Aviation  : le progrès peut-il recréer le rêve  ?

Jadis admiré, le transport aérien est aujourd'hui décrié par une partie de la population de certains pays industrialisés en raison, notamment, de son impact environnemental. A l'occasion du 9e Paris Air Forum, organisé par La Tribune et le groupe ADP, Edward Arkwright, directeur général exécutif du groupe ADP et président de TAV Airports, Anne Rigail, directrice générale d'Air France, Yannick Assouad, directrice générale adjointe Avionique de Thales, Damien Cazé, directeur de la DGAC, Sabine Klauke, directrice technique d'Airbus, ont tenté d'expliquer comment le progrès pouvait permettre à l'avion de faire à nouveau rêver.
(Crédits : Michaela Rehle)

« Pourquoi la génération du 21e siècle devrait-être assignée à résidence quand la précédente a pu prendre l'avion ? ». C'est ainsi qu'Augustin de Romanet, président du groupe ADP, a lancé la journée du Paris Air Forum, taclant, au passage, « l'égoïsme » de ceux qui prônent « la honte de prendre l'avion » alors même que 95% de la population mondiale n'a jamais eu l'opportunité d'utiliser ce moyen de transport. Il en est certain, « c'est le progrès qui sera enchanteur ».

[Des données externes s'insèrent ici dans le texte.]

use crate::DisplayError;
use lookout_camera::CameraError;
use lookout_infer::InferError;
use std::fmt;

#[derive(Debug)]
pub enum PipelineError {
    Camera(CameraError),
    Infer(InferError),
    Display(DisplayError),
    Config(String),
}

impl fmt::Display for PipelineError {
    fn fmt(&self, f: &mut fmt::Formatter<'_>) -> fmt::Result {
        match self {
            PipelineError::Camera(err) => write!(f, "camera: {err}"),
            PipelineError::Infer(err) => write!(f, "inference: {err}"),
            PipelineError::Display(err) => write!(f, "display: {err}"),
            PipelineError::Config(msg) => write!(f, "configuration: {msg}"),
        }
    }
}

impl std::error::Error for PipelineError {
    fn source(&self) -> Option<&(dyn std::error::Error + 'static)> {
        match self {
            PipelineError::Camera(err) => Some(err),
            PipelineError::Infer(err) => Some(err),
            PipelineError::Display(err) => Some(err),
            PipelineError::Config(_) => None,
        }
    }
}

impl From<CameraError> for PipelineError {
    fn from(err: CameraError) -> Self {
        PipelineError::Camera(err)
    }
}

impl From<InferError> for PipelineError {
    fn from(err: InferError) -> Self {
        PipelineError::Infer(err)
    }
}

impl From<DisplayError> for PipelineError {
    fn from(err: DisplayError) -> Self {
        PipelineError::Display(err)
    }
}
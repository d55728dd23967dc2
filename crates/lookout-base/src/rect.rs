use crate::Vec2;
use std::ops::{Add, Mul, Sub};

/// Axis-aligned rectangle given by its top-left `origin` and `size`.
#[derive(Debug, Clone, Copy, Default, PartialEq)]
pub struct Rect<T> {
    pub origin: Vec2<T>,
    pub size: Vec2<T>,
}

impl<T> Rect<T> {
    pub fn new(origin: Vec2<T>, size: Vec2<T>) -> Self {
        Self { origin, size }
    }
}

impl<T: Sub<Output = T> + Copy> Rect<T> {
    pub fn from_min_max(min: Vec2<T>, max: Vec2<T>) -> Self {
        Self {
            origin: min,
            size: max - min,
        }
    }
}

impl<T: Add<Output = T> + Copy> Rect<T> {
    pub fn min(&self) -> Vec2<T> {
        self.origin
    }

    pub fn max(&self) -> Vec2<T> {
        self.origin + self.size
    }
}

impl<T: Mul<Output = T> + Copy> Rect<T> {
    pub fn area(&self) -> T {
        self.size.x * self.size.y
    }
}

fn partial_max<T: PartialOrd>(a: T, b: T) -> T {
    if a > b { a } else { b }
}

fn partial_min<T: PartialOrd>(a: T, b: T) -> T {
    if a < b { a } else { b }
}

impl<T: Add<Output = T> + Sub<Output = T> + PartialOrd + Copy> Rect<T> {
    /// True when the interiors overlap; touching edges do not count.
    pub fn intersects(&self, other: &Rect<T>) -> bool {
        let (a_max, b_max) = (self.max(), other.max());
        self.origin.x < b_max.x
            && other.origin.x < a_max.x
            && self.origin.y < b_max.y
            && other.origin.y < a_max.y
    }

    pub fn intersection(&self, other: &Rect<T>) -> Option<Rect<T>> {
        if !self.intersects(other) {
            return None;
        }
        let (a_max, b_max) = (self.max(), other.max());
        let min = Vec2::new(
            partial_max(self.origin.x, other.origin.x),
            partial_max(self.origin.y, other.origin.y),
        );
        let max = Vec2::new(partial_min(a_max.x, b_max.x), partial_min(a_max.y, b_max.y));
        Some(Rect::from_min_max(min, max))
    }
}
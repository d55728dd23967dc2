#![allow(dead_code)]

use lookout_base::Tensor;
use lookout_camera::{Camera, CameraError};
use lookout_infer::{
    Detection, Gesture, GestureClassifier, GestureLabel, HandLandmarker, HandLandmarks, Handedness,
    InferError, Landmark, ObjectDetector, HAND_LANDMARK_COUNT,
};
use lookout_vision::{Display, DisplayError};
use std::collections::VecDeque;
use std::sync::atomic::{AtomicUsize, Ordering};
use std::sync::{Arc, Mutex};

pub const WIDTH: usize = 64;
pub const HEIGHT: usize = 48;

pub fn black_frame() -> Tensor<u8> {
    Tensor::zeros(vec![HEIGHT, WIDTH, 3]).unwrap()
}

/// Plays back a script of capture results, then reports `Exhausted`.
pub struct ScriptedCamera {
    script: VecDeque<Result<Tensor<u8>, CameraError>>,
    pub calls: Arc<AtomicUsize>,
    drops: Arc<AtomicUsize>,
}

impl ScriptedCamera {
    pub fn frames(count: usize) -> (Self, Arc<AtomicUsize>) {
        Self::script((0..count).map(|_| Ok(black_frame())).collect())
    }

    pub fn script(script: Vec<Result<Tensor<u8>, CameraError>>) -> (Self, Arc<AtomicUsize>) {
        let drops = Arc::new(AtomicUsize::new(0));
        let camera = Self {
            script: script.into(),
            calls: Arc::new(AtomicUsize::new(0)),
            drops: drops.clone(),
        };
        (camera, drops)
    }
}

impl Camera for ScriptedCamera {
    async fn recv(&mut self) -> Result<Tensor<u8>, CameraError> {
        self.calls.fetch_add(1, Ordering::SeqCst);
        self.script.pop_front().unwrap_or(Err(CameraError::Exhausted))
    }
}

impl Drop for ScriptedCamera {
    fn drop(&mut self) {
        self.drops.fetch_add(1, Ordering::SeqCst);
    }
}

/// Returns the same detections for every frame.
pub struct FixedDetector(pub Vec<Detection>);

impl ObjectDetector for FixedDetector {
    fn detect(&mut self, _frame: &Tensor<u8>) -> Result<Vec<Detection>, InferError> {
        Ok(self.0.clone())
    }
}

/// Keeps a copy of every presented frame and asks to quit after `quit_after` frames.
pub struct RecordingDisplay {
    pub presented: Arc<Mutex<Vec<Tensor<u8>>>>,
    quit_after: Option<usize>,
    drops: Arc<AtomicUsize>,
}

pub struct DisplayLog {
    pub presented: Arc<Mutex<Vec<Tensor<u8>>>>,
    pub drops: Arc<AtomicUsize>,
}

impl RecordingDisplay {
    pub fn new(quit_after: Option<usize>) -> (Self, DisplayLog) {
        let presented = Arc::new(Mutex::new(Vec::new()));
        let drops = Arc::new(AtomicUsize::new(0));
        let display = Self {
            presented: presented.clone(),
            quit_after,
            drops: drops.clone(),
        };
        (display, DisplayLog { presented, drops })
    }
}

impl Display for RecordingDisplay {
    fn present(&mut self, frame: &Tensor<u8>) -> Result<(), DisplayError> {
        self.presented.lock().unwrap().push(frame.clone());
        Ok(())
    }

    fn quit_requested(&mut self) -> bool {
        self.quit_after
            .is_some_and(|k| self.presented.lock().unwrap().len() >= k)
    }
}

impl Drop for RecordingDisplay {
    fn drop(&mut self) {
        self.drops.fetch_add(1, Ordering::SeqCst);
    }
}

/// A hand with every landmark at the same normalized point.
pub fn hand_at(x: f32, y: f32) -> HandLandmarks {
    HandLandmarks {
        points: [Landmark { x, y, z: 0.0 }; HAND_LANDMARK_COUNT],
        presence: 0.9,
        handedness: Handedness::Right,
    }
}

/// Finds one hand in the middle of every frame.
pub struct CenteredHand;

impl HandLandmarker for CenteredHand {
    fn landmarks(&mut self, _frame: &Tensor<u8>) -> Result<Vec<HandLandmarks>, InferError> {
        Ok(vec![hand_at(0.5, 0.5)])
    }
}

pub struct ThumbsUp;

impl GestureClassifier for ThumbsUp {
    fn classify(&mut self, _hand: &HandLandmarks) -> Result<Option<Gesture>, InferError> {
        Ok(Some(Gesture {
            label: GestureLabel::ThumbUp,
            score: 0.9,
        }))
    }
}

pub fn center_pixel(frame: &Tensor<u8>) -> [u8; 3] {
    let idx = ((HEIGHT / 2) * WIDTH + WIDTH / 2) * 3;
    [frame.data[idx], frame.data[idx + 1], frame.data[idx + 2]]
}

Les intervenants qui participaient à la table ronde « Aviation : le progrès peut-il recréer le rêve », opportunément lancée dans la foulée de l'intervention d'Augustin de Romanet, n'ont pas cherché à se dédouaner de leur responsabilité afin que les nouvelles génération puissent de nouveau rêver de Saint-Exupéry.

« C'est bien d'être challengé par nos enfants », a souligné Anne Rigail, directrice générale d'Air France qui, en préambule, a commencé par vanter les bienfaits de l'aérien : « il a montré son rôle sociétal lors de la crise sanitaire en rapatriant et en acheminant du matériel médical et sa raison d'être reste de rapprocher les peuples pour construire le monde de demain. »

« Prendre l'avion reste magique »

Au passage, elle a précisé que l'appétence pour l'avion est loin d'avoir disparu : « Nous avons pour cet été retrouvé 90% de notre capacité de 2019. Prendre l'avion reste magique, c'est un miracle technologique. On ne le prend pas comme on monte dans un métro, il y a toujours une émotion.» Pour autant, « on voyage différemment, on ne le prend plus pour participer à une réunion de deux heures. »

Selon elle, le secteur reste toujours attractif: « Nous avons repris les embauches et pas eu de difficultés à recruter pour cet été 300 pilotes et 200 mécaniciens. »

Elle a reconnu toutefois que l'aviation continuera d'attirer « si et seulement si elle  s'engage résolument dans le transport durable ». Et « c'est ce que nous faisons tous, compagnies et constructeurs, qui allons au-delà des réglementations ».

« Les générations à venir ne se paieront pas de mots »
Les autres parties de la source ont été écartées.